By coincidence, the London Review of Books recently published an essay by Jacqueline Rose that touched on exactly this question – and that I read while reading Stern and Nunez. Rose’s essay – a version of the annual Sigmund Freud Lecture she would have given in Vienna were it not for COVID19 – begins with the death of Freud’s daughter from the Spanish Flu. Sophie Halberstadt-Freud, who was pregnant with her third child, died towards the end of the pandemic, in January 1920 – an unexpected blow to her father after his three sons, two of them in uniform, the third an army engineer, survived the brutal war that had ended as the pandemic began. It was Sophie’s death, Rose argues, that propelled Freud into thinking and writing anew about the significance, both in our psyches and in our polity, of death with its dreads and denials. ‘A narcissistic blow,’ he called her death in a letter to a friend – and this, in Rose’s view, was at the heart of his rethinking: the entitlement, the denial, the anger that comes with the narcissism of the blow. (It is a complex argument, which I recommend, and from which I am pulling just one thread.) Death in a pandemic, Rose writes, is no way to die. To live with death as a ‘silent companion’ – the remorseless law of nature that must eventually be faced – is a very different dying to death as termination in the midst of living – when probably not tomorrow becomes today, or any other random day. Pandemic, like war, throws into stark relief the inequalities of who gets to live and who to die, and with loss and catastrophe (perceived as well as real) – as Freud saw then, as we are seeing now – comes the allure, the false promise, of tyranny. For dread and denial are in the mix of despair and affliction, of loss and blame, the entitlement that makes possible the narcissistic pact, the wager, the tyrant can offer. Bet on me, your king, and I will save you. A salvation you deserve. How easily the moth-eaten brocade can be dusted off and slung on unworthy shoulders.

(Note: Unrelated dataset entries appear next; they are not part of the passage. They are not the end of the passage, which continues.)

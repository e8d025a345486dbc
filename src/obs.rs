//! Optional observability helpers for broker flows.
//!
//! # Feature Flags
//!
//! - Enable `tracing` to emit structured spans named `oidc_broker.flow` with the `flow` (leg of
//!   the login flow), `stage` (call site) and `issuer` fields, and `WARN` events carrying the
//!   precise failure behind every collapsed `authentication failed` outcome.
//! - Enable `metrics` to increment the `oidc_broker_flow_total` counter for every
//!   attempt/success/failure, labeled by `flow` + `outcome`.

mod metrics;
mod tracing;

pub use metrics::*;
pub use tracing::*;

// self
use crate::_prelude::*;

/// Broker operations observed by spans, logs, and metrics.
#[derive(Clone, Copy, Debug, PartialEq, Eq, Hash)]
pub enum FlowKind {
	/// Issuer resolution from an inbound request.
	Resolve,
	/// Start leg: state, nonce, and authorization URL.
	Start,
	/// Authorization code exchange at the token endpoint.
	Exchange,
	/// ID token verification.
	Authenticate,
	/// Full callback leg (checks, exchange, verification).
	Callback,
	/// Registry rebuild from the config store.
	RegistryLoad,
}
impl FlowKind {
	/// Returns a stable label suitable for span or metric fields.
	pub const fn as_str(self) -> &'static str {
		match self {
			FlowKind::Resolve => "resolve",
			FlowKind::Start => "start",
			FlowKind::Exchange => "exchange",
			FlowKind::Authenticate => "authenticate",
			FlowKind::Callback => "callback",
			FlowKind::RegistryLoad => "registry_load",
		}
	}
}
impl Display for FlowKind {
	fn fmt(&self, f: &mut Formatter) -> FmtResult {
		f.write_str(self.as_str())
	}
}

/// Outcome labels recorded for each attempt.
#[derive(Clone, Copy, Debug, PartialEq, Eq, Hash)]
pub enum FlowOutcome {
	/// Entry to a broker helper.
	Attempt,
	/// Successful completion.
	Success,
	/// Failure propagated back to the caller.
	Failure,
}
impl FlowOutcome {
	/// Returns a stable label suitable for span or metric fields.
	pub const fn as_str(self) -> &'static str {
		match self {
			FlowOutcome::Attempt => "attempt",
			FlowOutcome::Success => "success",
			FlowOutcome::Failure => "failure",
		}
	}
}
impl Display for FlowOutcome {
	fn fmt(&self, f: &mut Formatter) -> FmtResult {
		f.write_str(self.as_str())
	}
}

Must it be a privilege, Jacqueline Rose asks, to die one’s own death? To live a life that reaches its (more or less) timely end in a way that allows some kind of reckoning with our being in the great chain of life. Is it even possible ‘to die one’s own death’ in a fragile and riven world when the continuum of life itself is in danger of being broken? Tough questions, rhetorical and urgent, a wake-up to the dangers of denial for us individually and as a polity. Which is why, perhaps – despite it all, despite everything – ‘invigorating’ was the word that came to me as I read the journeys taken by Lesley Stern and Sigrid Nunez as they edge their way towards a reckoning with the sky-blue promise, our short span of being. The blessing, the cursing, the living, the grieving, the dying. The words that we write, the words that we say, inadequate and partial though they may be, and the words that we hear when we ask the question Nunez asks: what is it that we are going through, each of us alone and all of us together. The small, human gestures, the deep affiliation, that can move the dial towards possibility, a wider order of hope.
Vale Lesley Stern, who died on 28 January 2021.